* _What the exercise asks_
Search the entries for lines that contain the word "path", and report each one found.

* _Records excerpted from a collection_
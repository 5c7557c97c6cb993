use chrono::NaiveDate;
use sea_orm::{
    sea_query::{Expr, OnConflict},
    ColumnTrait, ConnectionTrait, DbErr, EntityTrait, QueryFilter, QueryOrder, Set,
};
use uuid::Uuid;

use crate::entities::product_view::{self, Entity as ProductViewEntity};

/// Counts one view of `product_id` on `day`: the first view of the day
/// inserts a row with `view_count = 1`, later ones increment it.
pub async fn record_view<C>(db: &C, product_id: Uuid, day: NaiveDate) -> Result<(), DbErr>
where
    C: ConnectionTrait,
{
    let row = product_view::ActiveModel {
        product_id: Set(product_id),
        viewed_at: Set(day),
        view_count: Set(1),
    };

    ProductViewEntity::insert(row)
        .on_conflict(
            OnConflict::columns([product_view::Column::ProductId, product_view::Column::ViewedAt])
                .value(
                    product_view::Column::ViewCount,
                    Expr::col((ProductViewEntity, product_view::Column::ViewCount)).add(1),
                )
                .to_owned(),
        )
        .exec_without_returning(db)
        .await?;
    Ok(())
}

pub async fn find_by_id<C>(
    db: &C,
    product_id: Uuid,
    day: NaiveDate,
) -> Result<Option<product_view::Model>, DbErr>
where
    C: ConnectionTrait,
{
    ProductViewEntity::find_by_id((product_id, day)).one(db).await
}

/// Daily counters of a product, most recent day first.
pub async fn find_by_product_id<C>(
    db: &C,
    product_id: Uuid,
) -> Result<Vec<product_view::Model>, DbErr>
where
    C: ConnectionTrait,
{
    ProductViewEntity::find()
        .filter(product_view::Column::ProductId.eq(product_id))
        .order_by_desc(product_view::Column::ViewedAt)
        .all(db)
        .await
}
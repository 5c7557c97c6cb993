#![allow(dead_code)]

use reqwest::{Client, Response, StatusCode};
use sea_orm::{ConnectOptions, Database, DatabaseConnection};
use serde_json::{json, Value};
use std::sync::Arc;
use tokio::net::TcpListener;

use catalog_backend::{
    create_api_router, entities::otp_verification::Purpose,
    repository::otp_verification as otp_repo, setup_schema, AppConfig,
};

pub const ADMIN_PHONE: &str = "+15550000001";

pub struct TestApp {
    pub base_url: String,
    pub db: Arc<DatabaseConnection>,
    pub config: Arc<AppConfig>,
    pub client: Client,
}

/// Fresh in-memory database with the schema applied.
pub async fn test_db() -> DatabaseConnection {
    // One pooled connection keeps the in-memory database alive and shared.
    let mut options = ConnectOptions::new("sqlite::memory:");
    options
        .max_connections(1)
        .min_connections(1)
        .sqlx_logging(false);
    let db = Database::connect(options)
        .await
        .expect("Failed to open in-memory database");
    setup_schema(&db).await.expect("Failed to create schema");
    db
}

pub async fn spawn_app() -> TestApp {
    let db = test_db().await;

    let config = Arc::new(AppConfig {
        database_url: "sqlite::memory:".to_string(),
        bind_addr: "127.0.0.1:0".to_string(),
        secret: "test-secret".to_string(),
        token_ttl_hours: 1,
        otp_ttl_minutes: 5,
        otp_max_attempts: 3,
        admin_phones: vec![ADMIN_PHONE.to_string()],
    });

    let db = Arc::new(db);
    let app = create_api_router(db.clone(), config.clone());

    let listener = TcpListener::bind("127.0.0.1:0")
        .await
        .expect("Failed to bind test listener");
    let addr = listener.local_addr().expect("Failed to read local address");
    tokio::spawn(async move {
        axum::serve(listener, app).await.expect("Server crashed");
    });

    TestApp {
        base_url: format!("http://{}", addr),
        db,
        config,
        client: Client::new(),
    }
}

impl TestApp {
    pub fn url(&self, path: &str) -> String {
        format!("{}{}", self.base_url, path)
    }

    pub async fn get(&self, path: &str) -> Response {
        self.client
            .get(self.url(path))
            .send()
            .await
            .expect("Failed to send request")
    }

    pub async fn post_json(&self, path: &str, body: &Value) -> Response {
        self.client
            .post(self.url(path))
            .json(body)
            .send()
            .await
            .expect("Failed to send request")
    }

    pub async fn admin_post(&self, token: &str, path: &str, body: &Value) -> Response {
        self.client
            .post(self.url(path))
            .bearer_auth(token)
            .json(body)
            .send()
            .await
            .expect("Failed to send request")
    }

    pub async fn admin_patch(&self, token: &str, path: &str, body: &Value) -> Response {
        self.client
            .patch(self.url(path))
            .bearer_auth(token)
            .json(body)
            .send()
            .await
            .expect("Failed to send request")
    }

    pub async fn admin_delete(&self, token: &str, path: &str) -> Response {
        self.client
            .delete(self.url(path))
            .bearer_auth(token)
            .send()
            .await
            .expect("Failed to send request")
    }

    /// Issues an OTP for `phone` and returns the stored code.
    pub async fn issue_otp(&self, phone: &str) -> String {
        let response = self
            .post_json("/api/public/otp", &json!({ "phone": phone }))
            .await;
        assert_eq!(response.status(), StatusCode::CREATED);

        otp_repo::find_top_by_phone_and_purpose(self.db.as_ref(), phone, Purpose::Login)
            .await
            .expect("Failed to read OTP")
            .expect("OTP was not stored")
            .otp_code
    }

    /// Signs `phone` in through the OTP flow and returns the bearer token.
    pub async fn login(&self, phone: &str, session_id: Option<&str>) -> String {
        let code = self.issue_otp(phone).await;
        let mut body = json!({ "phone": phone, "code": code });
        if let Some(session_id) = session_id {
            body["session_id"] = json!(session_id);
        }

        let response = self.post_json("/api/public/otp/verify", &body).await;
        assert_eq!(response.status(), StatusCode::OK);
        let body = response
            .json::<Value>()
            .await
            .expect("Failed to parse response JSON");
        body["token"]
            .as_str()
            .expect("Token missing from response")
            .to_string()
    }

    pub async fn admin_token(&self) -> String {
        self.login(ADMIN_PHONE, None).await
    }

    pub async fn create_category(&self, token: &str, body: Value) -> Value {
        let response = self.admin_post(token, "/api/admin/categories", &body).await;
        assert_eq!(response.status(), StatusCode::CREATED);
        response.json().await.expect("Failed to parse response JSON")
    }

    pub async fn create_brand(&self, token: &str, body: Value) -> Value {
        let response = self.admin_post(token, "/api/admin/brands", &body).await;
        assert_eq!(response.status(), StatusCode::CREATED);
        response.json().await.expect("Failed to parse response JSON")
    }

    pub async fn create_group(&self, token: &str, body: Value) -> Value {
        let response = self
            .admin_post(token, "/api/admin/product-groups", &body)
            .await;
        assert_eq!(response.status(), StatusCode::CREATED);
        response.json().await.expect("Failed to parse response JSON")
    }

    pub async fn create_product(&self, token: &str, body: Value) -> Value {
        let response = self.admin_post(token, "/api/admin/products", &body).await;
        assert_eq!(response.status(), StatusCode::CREATED);
        response.json().await.expect("Failed to parse response JSON")
    }
}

* _Response area_
    pub fn url(&self, path: &str) -> String {
        format!("{}{}", self.base_url, path)
    pub async fn get(&self, path: &str) -> Response {
            .get(self.url(path))
    pub async fn post_json(&self, path: &str, body: &Value) -> Response {
            .post(self.url(path))
    pub async fn admin_post(&self, token: &str, path: &str, body: &Value) -> Response {
            .post(self.url(path))
    pub async fn admin_patch(&self, token: &str, path: &str, body: &Value) -> Response {
            .patch(self.url(path))
    pub async fn admin_delete(&self, token: &str, path: &str) -> Response {
            .delete(self.url(path))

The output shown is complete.